Entre, enferme‑moi dans la voiture
Je te fais signe du coin de l’œil au parking, entre les néons blafards. Tu viens, tu fermes la porte d’un claquement, et le monde extérieur disparaît. L’habitacle est exigu, l’air vibre de notre désir. Je m’assois, je cale mes talons dans l’espace entre les sièges, et je sens déjà ton regard qui dévore ma nuque. Tu poses ta main dans mon dos, tu m’attires contre toi. Il n’y a plus ni mari, ni mensonge, ni drame : juste nous, collés comme deux aimants, prêts à s’entrechoquer.

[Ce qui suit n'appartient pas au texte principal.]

use actix_web::{web, HttpResponse};
use serde::Deserialize;
use uuid::Uuid;

use crate::api::extract::ParentUnlocked;
use crate::api::shared::ResponseType;
use crate::error::AppError;
use crate::services::dashboard::{self, Session};
use crate::store::Store;

pub fn configure(cfg: &mut web::ServiceConfig) {
    cfg.service(
        web::scope("/playlists")
            .route("", web::get().to(list_playlists))
            .route("", web::post().to(create_playlist))
            .route("/{id}/videos", web::get().to(list_videos))
            .route("/{id}/videos", web::post().to(add_video)),
    );
}

#[derive(Debug, Deserialize)]
pub struct CreatePlaylist {
    pub title: String,
    pub description: Option<String>,
}

#[derive(Debug, Deserialize)]
pub struct AddVideo {
    pub url: String,
}

pub async fn list_playlists(
    _unlocked: ParentUnlocked,
    store: web::Data<dyn Store>,
) -> Result<HttpResponse, AppError> {
    let playlists = dashboard::list_playlists(store.get_ref()).await?;
    Ok(HttpResponse::Ok().json(ResponseType::ok(playlists)))
}

pub async fn create_playlist(
    _unlocked: ParentUnlocked,
    session: Option<Session>,
    store: web::Data<dyn Store>,
    body: web::Json<CreatePlaylist>,
) -> Result<HttpResponse, AppError> {
    let CreatePlaylist { title, description } = body.into_inner();
    let outcome =
        dashboard::create_playlist(store.get_ref(), session.as_ref(), &title, description).await?;
    Ok(HttpResponse::Created().json(ResponseType::with_notice(
        outcome.data,
        Some(outcome.notice),
    )))
}

pub async fn list_videos(
    _unlocked: ParentUnlocked,
    store: web::Data<dyn Store>,
    path: web::Path<Uuid>,
) -> Result<HttpResponse, AppError> {
    let videos = dashboard::list_videos(store.get_ref(), path.into_inner()).await?;
    Ok(HttpResponse::Ok().json(ResponseType::ok(videos)))
}

pub async fn add_video(
    _unlocked: ParentUnlocked,
    store: web::Data<dyn Store>,
    path: web::Path<Uuid>,
    body: web::Json<AddVideo>,
) -> Result<HttpResponse, AppError> {
    let outcome = dashboard::add_video(store.get_ref(), path.into_inner(), &body.url).await?;
    Ok(HttpResponse::Created().json(ResponseType::with_notice(
        outcome.data,
        Some(outcome.notice),
    )))
}
//! Row-level access to the `playlists`, `videos` and `likes` tables.

mod memory;
mod postgres;

pub use memory::MemoryStore;
pub use postgres::PgStore;

use async_trait::async_trait;
use uuid::Uuid;

use crate::db::models::{Like, NewPlaylist, NewVideo, Playlist, Video};
use crate::error::StoreError;

pub type StoreResult<T> = Result<T, StoreError>;

/// Number of rows returned by the liked-videos roll-up.
pub const RECENT_LIKES_LIMIT: i64 = 10;

/// The remote data store. Every call is a single request with no retry;
/// callers re-query after a mutation instead of trusting local copies.
#[async_trait]
pub trait Store: Send + Sync {
    /// All playlists, newest first.
    async fn list_playlists(&self) -> StoreResult<Vec<Playlist>>;

    async fn get_playlist(&self, id: Uuid) -> StoreResult<Option<Playlist>>;

    async fn insert_playlist(&self, playlist: NewPlaylist) -> StoreResult<Playlist>;

    /// Videos of one playlist, oldest first.
    async fn list_videos(&self, playlist_id: Uuid) -> StoreResult<Vec<Video>>;

    async fn get_video(&self, id: Uuid) -> StoreResult<Option<Video>>;

    async fn insert_video(&self, video: NewVideo) -> StoreResult<Video>;

    /// Returns the number of rows removed.
    async fn delete_video(&self, id: Uuid) -> StoreResult<usize>;

    /// Distinct ids of liked videos.
    async fn liked_video_ids(&self) -> StoreResult<Vec<Uuid>>;

    async fn insert_like(&self, video_id: Uuid) -> StoreResult<Like>;

    /// Removes every like row of the video.
    async fn delete_likes(&self, video_id: Uuid) -> StoreResult<usize>;

    /// Videos behind the most recent likes, newest like first. Likes whose
    /// video is gone are dropped; repeated likes are kept.
    async fn recent_liked_videos(&self, limit: i64) -> StoreResult<Vec<Video>>;
}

Plaque‑moi contre le siège arrière
Tu me fais basculer, je me retrouve dos au dossier. Tes doigts tirent sur ma robe, découvrent mes cuisses fendues comme des portes. Tu me plaques, mon bassin bute contre tes reins, et j’adore cette brutalité contrôlée. Le cuir crisse, ma peau frémit. Je définis chaque mouvement de ton corps avec mes hanches, je marque l’espace de mes talons, et toi, tu réponds en serrant ma taille, en enfonçant ton bassin plus fort. Pas de douceur : un échange de cognées sensuelles, un appel rugueux où je t’incite à ne surtout pas ralentir.
Bite en moi, sans capote
Je pivote, t’offre l’entrée de ma chatte. Ta main cale ma hanche, ta queue sans capote s’enfonce en un claquement sec. Je crispe mes doigts sur l’appuie‑tête, j’avale ta main en gémissant, et ton sexe me déchire, me remplit, me consume. Chaque poussée est une onde de choc : la voiture tremble sous ta fougue, je perds pied, je perds toute retenue. Mon souffle se brise, mes gémissements se heurtent aux vitres. Pas de barrière, pas d’interdit : juste le contact de ta peau et la brûlure de la Liberté.
Encule‑moi dur, écrase mes fesses
Sans prévenir, tu me relèves, tu me tournes face au dossier. Mon cul se cambre, t’insistes sur le point de friction, tu me prépares sans lubrifiant, tu franchis les défenses, tu écrases mes fesses contre le siège. Ça pince, ça titille, ça brûle. Tu enfonces, tu retires, tu enfonces encore, chaque coup de rein est une déclaration : je suis à toi. Mes cris résonnent entre le ciel étoilé et le toit de la voiture. La trahison fond dans la violence de ce plaisir anal que je n’osais imaginer.
Repars seul, garde notre secret
Le silence retombe. Tu fermes ta braguette, je remets ma robe en un battement de cœur. Pas un mot, pas un regard en arrière : on efface nos traces comme on aurait brûlé une bombe. Tu reçois ce message muet : c’était intense, c’était brut, c’était volé. Tu tournes la clé, tu te glisses hors de la voiture, et moi je reste, le souffle court, la peau en feu. Pas de promesses, pas de « à demain », juste le souvenir d’un plan sexe extraconjugal qui m’a redonnée à moi‑même.